As a counterpoint to this overview of future-facing art – running the gamut from trend-forecasting to Gulf Futurism – is University of Westminster researcher Robert Cowley’s exploration of the concept (and actuality) of the “Eco-city”. These sustainable, in many ways utopian, living spaces exist on a knife-edge between speculation and reality, raising as many questions as they set out to answer. What is the ideal city, and how does one set out to plan one? The Eco-city and science fiction exist in a chicken-and-egg style feedback loop, one inconceivable without the other; rather than fiction that informs how our futures might look, these are examples of present, actual indications of the future as informed by sci-fi. Masdar, a city in UAE powered entirely by renewable energy, is being built right now while the hyperbolically marketed Sejong City is bringing South Korea’s dreams to life.

My Bodies from Hannah Black on Vimeo.

While this is a pretty literal example of world-building, Potter deals more with artists who are “world-hinting” through the micro-futures they create in their objects, and this kind of hinting is something observed throughout the two days at Present Fictions. The video art of Hannah Black and Hannah Perry deals in the meshing of fragmented pop culture, narrative and personal insight to create impressions of a writhing digital world engaged in a love-hate relationship with the human mind and body: in Perry’s ‘While It Lasts’ (2012)’, the infinite moment of pleasure promised to young people by the media is detailed in a way that almost mimics the techniques of the ads and music videos it takes from, ending on the tantalising promise of Nina Simone’s distorted voice trailing “And I’m feeling…”.

Meanwhile Black, who incidentally tweeted over the weekend “i do not love anything or anyone more than i love pop music”, picks apart the disjunction between actual bodies and our digital and cultural understanding of them, through the disembodied limbs that “learn to dance like Rihanna” while images of her bruised 2007 face loom in the background, to the disconnect between woman R&B vocalists singing about their “bodies” over stock photographs of powerful white men in suits. Perry shows the tragic fiction of the ultimate, perfect presence, perpetually pushed just slightly in the future and made just slightly unobtainable, while Black swims through the nexus of imagery through which we encounter pop culture, and how that makes us feel about ourselves. Pop is ultimately, genuinely loveable because it’s our most dominant present fiction: nothing else creates a shared imaginary moment for so many people in one stroke, creating an immense community and false sense of security in its view of the world.

Video still from Michael E. Smith's Jellyfish (2011). Image courtesy DRAF.
Video still from Michael E. Smith’s Jellyfish (2011). Image courtesy DRAF.
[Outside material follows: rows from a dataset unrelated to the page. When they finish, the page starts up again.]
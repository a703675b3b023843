//! Local filesystem backend.
//!
//! Documents are written as 4-space indented JSON with sorted keys so that
//! repeated backups of an unchanged dashboard produce identical files.

use super::{is_listed, BlobStore};
use crate::utils::{BackupError, Result};
use async_trait::async_trait;
use serde::Serialize;
use serde_json::{Map, Value};
use std::io::ErrorKind;
use std::path::{Path, PathBuf};
use tracing::{debug, info};
use walkdir::WalkDir;

const OUTSIDE_ROOT: &str = "key has a relative path segment";

pub struct FsStore {
    root: PathBuf,
}

impl FsStore {
    pub fn new(root: impl AsRef<Path>) -> Self {
        Self {
            root: root.as_ref().to_path_buf(),
        }
    }

    pub fn root(&self) -> &Path {
        &self.root
    }

    /// Path of `key` under the root. `None` when a segment is `.` or `..`,
    /// so no key can reach outside the backup folder.
    fn path_for(&self, key: &str) -> Option<PathBuf> {
        key.split('/')
            .filter(|part| !part.is_empty())
            .try_fold(self.root.clone(), |path, part| match part {
                "." | ".." => None,
                _ => Some(path.join(part)),
            })
    }
}

#[async_trait]
impl BlobStore for FsStore {
    async fn put(&self, key: &str, value: &Value) -> Result<()> {
        let path = self
            .path_for(key)
            .ok_or_else(|| BackupError::store_write(key, OUTSIDE_ROOT))?;
        if let Some(parent) = path.parent() {
            tokio::fs::create_dir_all(parent)
                .await
                .map_err(|e| BackupError::store_write(key, e))?;
        }

        info!("Storing data on file: {}", path.display());
        let body = to_pretty_sorted(value)?;
        tokio::fs::write(&path, body)
            .await
            .map_err(|e| BackupError::store_write(key, e))
    }

    async fn fetch(&self, key: &str) -> Result<Option<Value>> {
        let path = self
            .path_for(key)
            .ok_or_else(|| BackupError::store_read(key, OUTSIDE_ROOT))?;
        let bytes = match tokio::fs::read(&path).await {
            Ok(bytes) => bytes,
            Err(e) if e.kind() == ErrorKind::NotFound => return Ok(None),
            Err(e) => return Err(BackupError::store_read(key, e)),
        };

        serde_json::from_slice(&bytes)
            .map(Some)
            .map_err(|e| BackupError::store_read(key, e))
    }

    async fn list(&self, prefix: &str, suffix: &str) -> Result<Vec<String>> {
        let root = self.root.clone();
        let start = self
            .path_for(prefix)
            .ok_or_else(|| BackupError::store_read(prefix, OUTSIDE_ROOT))?;
        let suffix = suffix.to_string();

        // Use blocking task for the directory walk
        let keys = tokio::task::spawn_blocking(move || walk_keys(&root, &start, &suffix))
            .await
            .map_err(|e| BackupError::store_read(prefix, e))?
            .map_err(|e| BackupError::store_read(prefix, e))?;

        debug!(prefix, count = keys.len(), "Listed local backup files");
        Ok(keys)
    }
}

fn walk_keys(root: &Path, start: &Path, suffix: &str) -> std::io::Result<Vec<String>> {
    if !start.exists() {
        return Ok(Vec::new());
    }

    let mut keys = Vec::new();
    for entry in WalkDir::new(start).follow_links(false) {
        let entry = entry?;
        if entry.file_type().is_dir() {
            continue;
        }

        let relative = entry.path().strip_prefix(root).unwrap_or(entry.path());
        let key = relative
            .components()
            .map(|c| c.as_os_str().to_string_lossy())
            .collect::<Vec<_>>()
            .join("/");

        if is_listed(&key, suffix) {
            keys.push(key);
        }
    }

    keys.sort();
    Ok(keys)
}

fn to_pretty_sorted(value: &Value) -> Result<Vec<u8>> {
    let mut out = Vec::new();
    let formatter = serde_json::ser::PrettyFormatter::with_indent(b"    ");
    let mut serializer = serde_json::Serializer::with_formatter(&mut out, formatter);
    sort_keys(value).serialize(&mut serializer)?;
    Ok(out)
}

/// Rebuild objects with keys inserted in order, whatever map type serde_json uses.
fn sort_keys(value: &Value) -> Value {
    match value {
        Value::Object(map) => {
            let mut entries: Vec<_> = map.iter().collect();
            entries.sort_by(|a, b| a.0.cmp(b.0));
            let sorted: Map<String, Value> = entries
                .into_iter()
                .map(|(k, v)| (k.clone(), sort_keys(v)))
                .collect();
            Value::Object(sorted)
        }
        Value::Array(items) => Value::Array(items.iter().map(sort_keys).collect()),
        other => other.clone(),
    }
}

#[cfg(test)]
mod tests {
    use super::*;
    use serde_json::json;
    use std::fs;
    use tempfile::TempDir;

    #[tokio::test]
    async fn test_put_then_get() -> anyhow::Result<()> {
        let temp_dir = TempDir::new()?;
        let store = FsStore::new(temp_dir.path());

        let doc = json!({"dashboard": {"uid": "abc", "title": "CPU Load"}});
        store.put("hourly/prod/cpuload_abc.json", &doc).await?;

        assert!(temp_dir.path().join("hourly/prod/cpuload_abc.json").exists());
        assert_eq!(store.get("hourly/prod/cpuload_abc.json").await?, doc);
        Ok(())
    }

    #[tokio::test]
    async fn test_fetch_missing_is_none() -> anyhow::Result<()> {
        let temp_dir = TempDir::new()?;
        let store = FsStore::new(temp_dir.path());
        assert!(store.fetch("revision/prod/mem_def/.meta_data").await?.is_none());
        Ok(())
    }

    #[tokio::test]
    async fn test_fetch_malformed_is_read_error() -> anyhow::Result<()> {
        let temp_dir = TempDir::new()?;
        fs::create_dir_all(temp_dir.path().join("hourly/prod"))?;
        fs::write(temp_dir.path().join("hourly/prod/bad.json"), b"{not json")?;

        let store = FsStore::new(temp_dir.path());
        let err = store.fetch("hourly/prod/bad.json").await.unwrap_err();
        assert!(matches!(err, BackupError::StoreRead { .. }));
        Ok(())
    }

    #[tokio::test]
    async fn test_written_json_is_indented_and_sorted() -> anyhow::Result<()> {
        let temp_dir = TempDir::new()?;
        let store = FsStore::new(temp_dir.path());

        store.put("a.json", &json!({"b": 1, "a": {"d": 2, "c": 3}})).await?;

        let written = fs::read_to_string(temp_dir.path().join("a.json"))?;
        assert_eq!(
            written,
            "{\n    \"a\": {\n        \"c\": 3,\n        \"d\": 2\n    },\n    \"b\": 1\n}"
        );
        Ok(())
    }

    #[tokio::test]
    async fn test_list_skips_meta_and_other_suffixes() -> anyhow::Result<()> {
        let temp_dir = TempDir::new()?;
        let store = FsStore::new(temp_dir.path());

        store.put("hourly/prod/.meta_data", &json!({"type": "hourly"})).await?;
        store.put("hourly/prod/mem_def.json", &json!({})).await?;
        store.put("hourly/prod/cpuload_abc.json", &json!({})).await?;
        store.put("hourly/staging/mem_xyz.json", &json!({})).await?;
        fs::write(temp_dir.path().join("hourly/prod/notes.txt"), b"x")?;

        let keys = store.list("hourly/prod/", ".json").await?;
        assert_eq!(
            keys,
            vec![
                "hourly/prod/cpuload_abc.json".to_string(),
                "hourly/prod/mem_def.json".to_string(),
            ]
        );
        Ok(())
    }

    #[tokio::test]
    async fn test_list_missing_prefix_is_empty() -> anyhow::Result<()> {
        let temp_dir = TempDir::new()?;
        let store = FsStore::new(temp_dir.path());
        assert!(store.list("daily/01-01-2024/prod/", ".json").await?.is_empty());
        Ok(())
    }

    #[tokio::test]
    async fn test_dot_segments_are_rejected() -> anyhow::Result<()> {
        let temp_dir = TempDir::new()?;
        let root = temp_dir.path().join("backups");
        let store = FsStore::new(&root);

        let err = store
            .put("hourly/prod/../../../escaped_x.json", &json!({}))
            .await
            .unwrap_err();
        assert!(matches!(err, BackupError::StoreWrite { .. }));
        assert!(!temp_dir.path().join("escaped_x.json").exists());

        let err = store.fetch("hourly/./prod/mem_def.json").await.unwrap_err();
        assert!(matches!(err, BackupError::StoreRead { .. }));
        assert!(store.list("../", ".json").await.is_err());
        Ok(())
    }

    #[tokio::test]
    async fn test_rewrite_is_byte_identical() -> anyhow::Result<()> {
        let temp_dir = TempDir::new()?;
        let store = FsStore::new(temp_dir.path());
        let doc = json!({"dashboard": {"panels": [{"id": 1}], "version": 4}});

        store.put("hourly/prod/mem_def.json", &doc).await?;
        let first = fs::read(temp_dir.path().join("hourly/prod/mem_def.json"))?;
        store.put("hourly/prod/mem_def.json", &doc).await?;
        let second = fs::read(temp_dir.path().join("hourly/prod/mem_def.json"))?;

        assert_eq!(first, second);
        Ok(())
    }
}
//! Dashboard selection shared by restore, create and revision backup.

use serde_json::Value;
use std::collections::BTreeSet;

/// Name that selects every dashboard (or every host).
pub const ALL: &str = "all";

#[derive(Debug, Clone, PartialEq, Eq)]
pub enum DashboardFilter {
    All,
    /// Lower-cased uids or `<title>_<uid>` stems
    Only(BTreeSet<String>),
}

impl DashboardFilter {
    pub fn from_names<I, S>(names: I) -> Self
    where
        I: IntoIterator<Item = S>,
        S: AsRef<str>,
    {
        let names: BTreeSet<String> = names
            .into_iter()
            .map(|n| n.as_ref().trim().to_lowercase())
            .filter(|n| !n.is_empty())
            .collect();

        if names.is_empty() || names.contains(ALL) {
            DashboardFilter::All
        } else {
            DashboardFilter::Only(names)
        }
    }

    pub fn matches_uid(&self, uid: &str) -> bool {
        match self {
            DashboardFilter::All => true,
            DashboardFilter::Only(names) => names.contains(&uid.to_lowercase()),
        }
    }

    /// Candidate check on a stored file stem (`<title>_<uid>`): full stem or
    /// uid suffix. Uids may contain `_`, so a suffix hit still has to pass
    /// [`DashboardFilter::matches_stored`].
    pub fn matches_stem(&self, stem: &str) -> bool {
        match self {
            DashboardFilter::All => true,
            DashboardFilter::Only(names) => {
                let stem = stem.to_lowercase();
                names
                    .iter()
                    .any(|name| stem == *name || stem.ends_with(&format!("_{}", name)))
            }
        }
    }

    /// Final check on a loaded document: the full stem was requested, or the
    /// uid recorded in the document was.
    pub fn matches_stored(&self, stem: &str, document: &Value) -> bool {
        match self {
            DashboardFilter::All => true,
            DashboardFilter::Only(names) => {
                names.contains(&stem.to_lowercase())
                    || document
                        .pointer("/dashboard/uid")
                        .and_then(Value::as_str)
                        .is_some_and(|uid| self.matches_uid(uid))
            }
        }
    }
}

impl Default for DashboardFilter {
    fn default() -> Self {
        DashboardFilter::All
    }
}
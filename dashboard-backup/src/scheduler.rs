//! Host fan-out.
//!
//! Every selected host gets its own task. Tasks wait on a shared semaphore so
//! at most `workers` hosts are processed at once. The run spawns everything,
//! then joins everything: a failing or panicking host is logged and counted,
//! its siblings keep going.

use crate::config::HostConfig;
use crate::orchestrator::filter::ALL;
use crate::orchestrator::{Workflow, WorkflowReport};
use crate::utils::{BackupError, Result};
use async_trait::async_trait;
use std::collections::HashSet;
use std::sync::Arc;
use tokio::sync::Semaphore;
use tracing::{error, info, info_span, warn, Instrument};

/// One workflow to run against one host.
#[derive(Debug, Clone)]
pub struct HostJob {
    pub host: HostConfig,
    pub workflow: Workflow,
}

impl HostJob {
    pub fn label(&self) -> String {
        format!("{}:{}", self.host.name, self.workflow.name())
    }
}

#[async_trait]
pub trait HostRunner: Send + Sync + 'static {
    async fn run(&self, job: &HostJob) -> Result<WorkflowReport>;
}

#[derive(Debug, Default, Clone, Copy, PartialEq, Eq)]
pub struct RunSummary {
    pub succeeded: usize,
    pub failed: usize,
}

/// Bounded worker pool, owned by the caller for the length of one run.
pub struct FanOut {
    semaphore: Arc<Semaphore>,
    workers: usize,
}

impl FanOut {
    pub fn new(workers: usize) -> Self {
        let workers = workers.max(1);
        Self {
            semaphore: Arc::new(Semaphore::new(workers)),
            workers,
        }
    }

    /// Available parallelism minus one core for the controller, at least one.
    pub fn default_workers() -> usize {
        std::thread::available_parallelism()
            .map(|n| n.get().saturating_sub(1))
            .unwrap_or(1)
            .max(1)
    }

    pub fn workers(&self) -> usize {
        self.workers
    }

    /// Run every job and wait for all of them.
    pub async fn run<R: HostRunner>(&self, jobs: Vec<HostJob>, runner: Arc<R>) -> RunSummary {
        info!(jobs = jobs.len(), workers = self.workers, "Starting host jobs");

        let mut handles = Vec::with_capacity(jobs.len());
        for job in jobs {
            let label = job.label();
            let sem = Arc::clone(&self.semaphore);
            let runner = Arc::clone(&runner);
            let span = info_span!("host", host = %job.host.name, workflow = job.workflow.name());

            let handle = tokio::spawn(
                async move {
                    let _permit = sem
                        .acquire_owned()
                        .await
                        .map_err(|e| BackupError::Pool(e.to_string()))?;
                    runner.run(&job).await
                }
                .instrument(span),
            );
            handles.push((label, handle));
        }

        let mut summary = RunSummary::default();
        for (label, handle) in handles {
            match handle.await {
                Ok(Ok(report)) => {
                    info!(
                        job = %label,
                        processed = report.processed,
                        skipped = report.skipped,
                        "Host job finished"
                    );
                    summary.succeeded += 1;
                }
                Ok(Err(e)) if e.is_not_found() => {
                    warn!(job = %label, error = %e, "Host job found nothing to do");
                    summary.succeeded += 1;
                }
                Ok(Err(e)) => {
                    error!(job = %label, error = %e, "Host job failed");
                    summary.failed += 1;
                }
                Err(e) => {
                    error!(job = %label, error = %e, "Host job panicked");
                    summary.failed += 1;
                }
            }
        }

        info!(
            succeeded = summary.succeeded,
            failed = summary.failed,
            "All host jobs completed"
        );
        summary
    }
}

/// Hosts from the roster matching the requested names (case-insensitive).
/// `all` selects the whole roster. Unknown names are logged and ignored.
pub fn select_hosts<S: AsRef<str>>(roster: &[HostConfig], requested: &[S]) -> Vec<HostConfig> {
    let wanted: HashSet<String> = requested
        .iter()
        .map(|name| name.as_ref().trim().to_lowercase())
        .collect();

    if wanted.contains(ALL) {
        return roster.to_vec();
    }

    let known: HashSet<String> = roster.iter().map(|h| h.name.to_lowercase()).collect();
    for name in wanted.iter().filter(|name| !known.contains(*name)) {
        warn!("Could not find host - {} in roster", name);
    }

    roster
        .iter()
        .filter(|host| wanted.contains(&host.name.to_lowercase()))
        .cloned()
        .collect()
}

/// One job per (host, workflow) pair, hosts in roster order.
pub fn plan_jobs(hosts: &[HostConfig], workflows: &[Workflow]) -> Vec<HostJob> {
    hosts
        .iter()
        .flat_map(|host| {
            workflows.iter().map(move |workflow| HostJob {
                host: host.clone(),
                workflow: workflow.clone(),
            })
        })
        .collect()
}

#[cfg(test)]
mod tests {
    use super::*;
    use crate::orchestrator::{BackupKind, DashboardFilter};
    use std::sync::atomic::{AtomicUsize, Ordering};
    use std::sync::Mutex;
    use std::time::Duration;

    fn host(name: &str) -> HostConfig {
        HostConfig {
            name: name.to_string(),
            url: format!("http://{}:3000", name),
            api_key: "key".to_string(),
        }
    }

    fn roster() -> Vec<HostConfig> {
        vec![host("prod"), host("Staging"), host("dev")]
    }

    fn hourly_jobs(hosts: &[HostConfig]) -> Vec<HostJob> {
        plan_jobs(hosts, &[Workflow::Backup(BackupKind::Hourly)])
    }

    /// Records concurrency and fails or panics on request.
    #[derive(Default)]
    struct ProbeRunner {
        active: AtomicUsize,
        peak: AtomicUsize,
        seen: Mutex<Vec<String>>,
    }

    #[async_trait]
    impl HostRunner for ProbeRunner {
        async fn run(&self, job: &HostJob) -> Result<WorkflowReport> {
            let now = self.active.fetch_add(1, Ordering::SeqCst) + 1;
            self.peak.fetch_max(now, Ordering::SeqCst);
            tokio::time::sleep(Duration::from_millis(20)).await;
            self.active.fetch_sub(1, Ordering::SeqCst);
            self.seen.lock().unwrap().push(job.host.name.clone());

            match job.host.name.as_str() {
                "broken" => Err(BackupError::RemoteApi {
                    status: 500,
                    body: "down".into(),
                }),
                "panicky" => panic!("runner blew up"),
                _ => Ok(WorkflowReport {
                    processed: 1,
                    skipped: 0,
                }),
            }
        }
    }

    #[test]
    fn test_select_all_hosts() {
        assert_eq!(select_hosts(&roster(), &["all"]).len(), 3);
    }

    #[test]
    fn test_select_hosts_case_insensitive() {
        let selected = select_hosts(&roster(), &["staging", "PROD", "missing"]);
        let names: Vec<_> = selected.iter().map(|h| h.name.as_str()).collect();
        assert_eq!(names, vec!["prod", "Staging"]);
    }

    #[test]
    fn test_plan_jobs_cross_product() {
        let jobs = plan_jobs(
            &roster()[..2],
            &[
                Workflow::Backup(BackupKind::Hourly),
                Workflow::Backup(BackupKind::Daily),
            ],
        );
        let labels: Vec<_> = jobs.iter().map(HostJob::label).collect();
        assert_eq!(
            labels,
            vec![
                "prod:hourly-backup",
                "prod:daily-backup",
                "Staging:hourly-backup",
                "Staging:daily-backup",
            ]
        );
    }

    #[test]
    fn test_workers_never_zero() {
        assert_eq!(FanOut::new(0).workers(), 1);
        assert!(FanOut::default_workers() >= 1);
    }

    #[tokio::test]
    async fn test_run_respects_worker_bound() {
        let hosts: Vec<_> = (0..8).map(|i| host(&format!("h{}", i))).collect();
        let runner = Arc::new(ProbeRunner::default());

        let summary = FanOut::new(2).run(hourly_jobs(&hosts), runner.clone()).await;

        assert_eq!(summary, RunSummary { succeeded: 8, failed: 0 });
        assert!(runner.peak.load(Ordering::SeqCst) <= 2);
        assert_eq!(runner.seen.lock().unwrap().len(), 8);
    }

    #[tokio::test]
    async fn test_failures_are_isolated() {
        let hosts = vec![host("prod"), host("broken"), host("panicky"), host("dev")];
        let runner = Arc::new(ProbeRunner::default());

        let summary = FanOut::new(4).run(hourly_jobs(&hosts), runner.clone()).await;

        assert_eq!(summary, RunSummary { succeeded: 2, failed: 2 });
        let mut seen = runner.seen.lock().unwrap().clone();
        seen.sort();
        assert_eq!(seen, vec!["broken", "dev", "panicky", "prod"]);
    }

    #[tokio::test]
    async fn test_empty_run() {
        let summary = FanOut::new(2)
            .run(Vec::new(), Arc::new(ProbeRunner::default()))
            .await;
        assert_eq!(summary, RunSummary::default());
    }

    #[test]
    fn test_job_label() {
        let job = HostJob {
            host: host("prod"),
            workflow: Workflow::Revision {
                filter: DashboardFilter::All,
            },
        };
        assert_eq!(job.label(), "prod:revision-backup");
    }
}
In the second day’s poetry readings, Tender journal editor Rachael Allen (@r_vallen) also turned a hand to world-hinting through the objects and characters that loomed through her newest poetry, in which she said she was exploring a world of “surreal” homes, filled with quarrelling sisters (making their house into a “cathedral of pinches”) and babies bubbling on stoves. This world, born out of childhood memories meshed with childhood fantasies and brewed over years of re-contextualising, was a present fiction of an imagined past. Faber poet Sam Riviere gave sharply defined glimpses into the world as it is through the found poetry of his Kim Kardashian’s Marriage series. Assembled from a collage of texts found online, the poems speak straight from a digital mouth, all shiny falsity and dry, dulcet tones masking something more desperate.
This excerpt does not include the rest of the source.